Он уже собрался было выключить свет, но задумался и печально произнес:
– Тебе было плохо весной… Да и в начале лета тоже…
Она вскинула на него заплаканные глаза.
– Я это почувствовал. Но ни тогда тебе вопросов не задавал, ни сейчас не спрашиваю. Просто был рядом, просто не выпускал тебя из-под своего контроля. Тебе было грустно – ты грустила, было больно – ты проживала свою боль. Я не лез в душу, но если бы хотела поделиться, я бы выслушал. Не хотела говорить, я уважал твой выбор. Это и есть дружба, понимаешь?

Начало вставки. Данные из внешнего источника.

//! Process-wide observer of recording uploads.
//!
//! Holds a strong subscription on [`Topic::Upload`] and keeps running totals
//! for `/status` and the byte-level Prometheus counters.

use std::sync::atomic::{AtomicU64, Ordering};
use std::sync::Arc;

use serde::Serialize;
use tracing::{debug, warn};

use super::metrics;
use crate::bus::{BusEvent, EventBus, Strength, Subscription, Topic, UploadEvent};

/// Running upload totals.
#[derive(Debug, Default)]
pub struct UploadStats {
    chunks_accepted: AtomicU64,
    bytes_accepted: AtomicU64,
    recordings_finalized: AtomicU64,
    recordings_incomplete: AtomicU64,
}

/// Point-in-time copy of [`UploadStats`].
#[derive(Debug, Clone, Copy, PartialEq, Eq, Serialize)]
pub struct UploadTotals {
    pub chunks_accepted: u64,
    pub bytes_accepted: u64,
    pub recordings_finalized: u64,
    pub recordings_incomplete: u64,
}

impl UploadStats {
    #[must_use]
    pub fn totals(&self) -> UploadTotals {
        UploadTotals {
            chunks_accepted: self.chunks_accepted.load(Ordering::Relaxed),
            bytes_accepted: self.bytes_accepted.load(Ordering::Relaxed),
            recordings_finalized: self.recordings_finalized.load(Ordering::Relaxed),
            recordings_incomplete: self.recordings_incomplete.load(Ordering::Relaxed),
        }
    }

    fn observe(&self, event: &UploadEvent) {
        match event {
            UploadEvent::ChunkAccepted { bytes, .. } => {
                self.chunks_accepted.fetch_add(1, Ordering::Relaxed);
                self.bytes_accepted
                    .fetch_add(u64::try_from(*bytes).unwrap_or(u64::MAX), Ordering::Relaxed);
                metrics::record_upload_bytes(*bytes);
            }
            UploadEvent::Finalized {
                recording,
                reason,
                applied_chunks,
                applied_bytes,
                missing,
            } => {
                self.recordings_finalized.fetch_add(1, Ordering::Relaxed);
                match missing {
                    Some(range) => {
                        self.recordings_incomplete.fetch_add(1, Ordering::Relaxed);
                        metrics::record_recording_incomplete();
                        warn!(
                            target: "rc.upload",
                            recording = %recording,
                            reason = reason.as_str(),
                            applied_chunks,
                            missing_start = range.start,
                            missing_end = range.end,
                            "Recording stored with a gap"
                        );
                    }
                    None => {
                        debug!(
                            target: "rc.upload",
                            recording = %recording,
                            reason = reason.as_str(),
                            applied_chunks,
                            applied_bytes,
                            "Recording stored"
                        );
                    }
                }
            }
        }
    }
}

/// Listener registration for upload progress.
#[derive(Debug)]
pub struct UploadObserver {
    subscription: Subscription,
    stats: Arc<UploadStats>,
}

impl UploadObserver {
    /// Subscribe to the upload topic for the life of the process.
    #[must_use]
    pub fn attach(bus: &EventBus) -> Self {
        let stats = Arc::new(UploadStats::default());
        let subscription = bus.subscribe(Topic::Upload, Strength::Strong);

        let observed = Arc::clone(&stats);
        subscription.on_any(move |event| {
            if let BusEvent::Upload(upload) = event {
                observed.observe(upload);
            }
            Ok(())
        });

        Self {
            subscription,
            stats,
        }
    }

    #[must_use]
    pub fn stats(&self) -> Arc<UploadStats> {
        Arc::clone(&self.stats)
    }

    /// Remove the strong subscription from the bus.
    pub fn detach(self) {
        self.subscription.unsubscribe();
    }
}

На этих словах он выключил свет и лег в постель. Через пару минут передумал: забрал подушку и пошел спать в гостиную на диван.
Через несколько дней Надежда затеяла генеральную уборку. И если обычно она опасалась что-то выбрасывать из кабинета Глеба, то на этот раз решилась все же более тщательно разобраться с сомнительными вещами. Старые журналы – явно на выброс, пустые коробочки из-под дисков – туда же. Календари прошлых лет, засохший клей, запылившиеся блокноты, сваленные горой в углу стола. Протереть настольную лампу, ведро освободить от мусора, проветрить комнату и поднять с пола упавшие бумаги.
Она, не читая, сложила стопку листов, но за один из них зацепилась взором и удивилась увиденному. Это было стихотворение, написанное от руки. Явно не Глебом. Его бы почерк она узнала. Значит, Глебу! Ни даты, ни подписи, ни обращения.
Надя прочитала несколько раз и ничего не поняла. Ну просто ни одной мысли из прочитанного не могла осознать, кроме разве что последней фразы…
Понемножку, потихоньку,
Не спеша
Шла к твоей душе моя душа…
Незаметно, ненароком,
По чуть-чуть.
Там табличка есть: «Не трогать!
Не спугнуть!»
Там при входе возле двери
У крыльца
Все ошибки, все потери без лица…
Там глаза от слез опухли,
Вниз глядят.
Примеряют, одевают честный взгляд.
А душе небезразлично,
С кем ей быть,
У нее своя привычка есть – любить!
У нее одна задача – отдавать!
У нее одна удача – принимать!
Не волнуйся,
Не тревожься,
Не грусти!
Сердце больше пусть не рвется!
Отпусти!
Мы же вместе, мы же рядом,
Оба-два.
Ты мне выпал, как награда!
Навсегда!
Кое-как закончив уборку, она рассеянно накрыла стол к ужину. После того разговора настоящего примирения так и не случилось. Они жили вроде бы привычной жизнью, вели обычный образ семейного существования, но напряжение не проходило, оба были зажаты, обижены, погружены в собственные переживания, и никаких особых шагов к примирению ни одна из сторон не делала.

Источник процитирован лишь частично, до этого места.